Problem requirements: Report all lines from the entries below in which "tokio" appears.

Dataset excerpts:
//! Cancellation Token and Animation Handle
//!
//! One animation runs at a time; its handle is the cancellation token plus
//! the join handle of the rendering task. Cancellation is cooperative and
//! never forced: the scheduler sets the flag, the handler observes it at a
//! frame boundary, and the scheduler waits a bounded grace period for the
//! task to end. A handler that misses the grace period is logged as a
//! resource leak and abandoned rather than awaited forever.

use std::sync::atomic::{AtomicBool, Ordering};
use std::sync::Arc;
use std::time::Duration;

use tokio::task::JoinHandle;

/// Cooperative cancellation flag shared between scheduler and handler.
///
/// Also used as the process-wide shutdown signal: the daemon hands one
/// token to both the listener and the animator.
#[derive(Clone, Debug, Default)]
pub struct CancelToken {
    cancelled: Arc<AtomicBool>,
}

impl CancelToken {
    /// Create a token in the not-cancelled state.
    pub fn new() -> Self {
        Self::default()
    }

    /// Signal cancellation. Idempotent.
    pub fn cancel(&self) {
        self.cancelled.store(true, Ordering::SeqCst);
    }

    /// Check the flag. Handlers must call this at every frame boundary.
    pub fn is_cancelled(&self) -> bool {
        self.cancelled.load(Ordering::SeqCst)
    }
}

/// Handle to the currently running animation task.
///
/// Exists for the lifetime of one animation and is destroyed (cancelled
/// and joined) before the next one starts.
#[derive(Debug)]
pub struct AnimationHandle {
    token: CancelToken,
    task: JoinHandle<()>,
}

impl AnimationHandle {
    pub(crate) fn new(token: CancelToken, task: JoinHandle<()>) -> Self {
        Self { token, task }
    }

    /// Whether the rendering task has ended (completion, error, or
    /// acknowledged cancellation).
    pub fn is_finished(&self) -> bool {
        self.task.is_finished()
    }

    /// The handle's cancellation token.
    pub fn token(&self) -> &CancelToken {
        &self.token
    }

    /// Cancel and wait up to `grace` for the task to acknowledge.
    ///
    /// Returns `true` if the task ended within the grace period. On
    /// `false` the task is left running detached - the caller logs the
    /// leak and proceeds, accepting a possible transient double render
    /// over an unbounded hang.
    pub async fn stop(mut self, grace: Duration) -> bool {
        self.token.cancel();
        match tokio::time::timeout(grace, &mut self.task).await {
            Ok(join_result) => {
                if let Err(e) = join_result {
                    if e.is_panic() {
                        tracing::error!(error = %e, "animation task panicked");
                    }
                }
                true
            }
            Err(_) => false,
        }
    }
}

Answer section:
use tokio::task::JoinHandle;
        match tokio::time::timeout(grace, &mut self.task).await {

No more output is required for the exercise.